Marysville Joint Unified School District
Dobbins Elementary School
Yuba-Feather Elementary School
James Graham, Director
Robert Dunmore, ECE Teacher/Coordinator
1919 B Street
Marysville, CA 95901
Phone: 530-749-6196; Fax: 530-741-7840
E-mail: jgraham@mjusd.k12.ca.us or rdunmore@mujusd.k12.ca.us

The program in two elementary schools serves 80 children in preschool through fourth grade. The American Indian Early Childhood Education staff provides scholastic support and tutorial assistance for students and teachers in reading, language arts, and math. Culturally, the program has built a long and cherished tradition in honoring our American Indian community. In this way, the program fosters a sense of respect, appreciation, and pride. Along with a goal of academic success for students, the program also focuses on the goals of self-esteem and positive leadership from children and adults in our communities.
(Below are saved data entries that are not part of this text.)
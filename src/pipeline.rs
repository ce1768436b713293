//! Collaborator surface toward the host media pipeline.
//!
//! The host framework's pad, bus and clock machinery is out of scope; the
//! element only needs a consumer to push into and a monotonic time source to
//! pace against. Both are expressed as traits so any pipeline (or a test
//! harness) can plug in.

use std::time::{Duration, Instant};

use bytes::Bytes;

use crate::caps::Caps;
use crate::error::FlowResult;

/// An opaque timestamped audio unit.
///
/// Created by the WebSocket worker from an inbound binary frame. The payload
/// is never touched after creation; the pacer assigns `pts` and `duration`
/// at dequeue time.
#[derive(Debug, Clone)]
pub struct AudioFrame {
    /// Raw audio payload, exactly the bytes received on the wire.
    pub data: Bytes,
    /// Presentation timestamp relative to the pipeline clock.
    pub pts: Option<Duration>,
    /// Playback duration of this frame.
    pub duration: Option<Duration>,
}

impl AudioFrame {
    /// Wrap received bytes into an unstamped frame.
    pub fn new(data: Bytes) -> Self {
        Self {
            data,
            pts: None,
            duration: None,
        }
    }

    /// Payload length in bytes.
    pub fn len(&self) -> usize {
        self.data.len()
    }

    /// Whether the payload is empty.
    pub fn is_empty(&self) -> bool {
        self.data.is_empty()
    }
}

/// Out-of-band events traveling alongside audio on either port.
#[derive(Debug, Clone, PartialEq, Eq)]
pub enum StreamEvent {
    /// Opens a stream; carries a stable per-activation identifier.
    StreamStart {
        /// Unique stream identifier.
        id: String,
    },
    /// Negotiated media format.
    Caps(Caps),
    /// Running-time reference for the timestamps that follow. Re-emitted
    /// after every flush.
    Segment,
    /// Start of a flush: downstream discards in-flight data.
    FlushStart,
    /// End of a flush: running time resets, normal dataflow resumes.
    FlushStop,
    /// End of stream. Emitted at most once per activation.
    Eos,
}

/// Consumer attached to the source port.
///
/// Implementations are called from the pacer and WebSocket worker threads
/// and must be safe to share.
pub trait Downstream: Send + Sync {
    /// Deliver an out-of-band event. The return value only feeds logging;
    /// event delivery is not retried.
    fn push_event(&self, event: StreamEvent) -> bool;

    /// Deliver a timestamped audio frame.
    fn push_buffer(&self, frame: AudioFrame) -> FlowResult;
}

/// Monotonic time source shared with the host pipeline.
pub trait PipelineClock: Send + Sync {
    /// Current monotonic time.
    fn now(&self) -> Duration;
}

/// Default clock: monotonic time since construction.
#[derive(Debug)]
pub struct MonotonicClock {
    origin: Instant,
}

impl MonotonicClock {
    /// New clock anchored at the current instant.
    pub fn new() -> Self {
        Self {
            origin: Instant::now(),
        }
    }
}

impl Default for MonotonicClock {
    fn default() -> Self {
        Self::new()
    }
}

impl PipelineClock for MonotonicClock {
    fn now(&self) -> Duration {
        self.origin.elapsed()
    }
}

/// Answer to a latency query on the source port.
#[derive(Debug, Clone, Copy, PartialEq, Eq)]
pub struct LatencyInfo {
    /// The element is a live source; its output cannot be prerolled.
    pub live: bool,
    /// Minimum latency: one frame duration.
    pub min: Duration,
    /// Maximum latency: a full receive queue.
    pub max: Duration,
}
In the afternoons at both sites, the AIECE resource teacher conducts classes through an enrichment program for third and fourth grade students. Implementing the Child-to-Child educational model, American Indian students are provided a supportive and creative forum that focuses on many aspects of traditional and modern native culture. Within this model, the program utilizes language, visual arts, legends, puppetry, food, music, technology, science, nature, cooperative learning, and leadership to create fun, educational projects that foster deep conceptual understanding. The Child-to-Child philosophy of older students modeling for younger students permeates every feature of the program.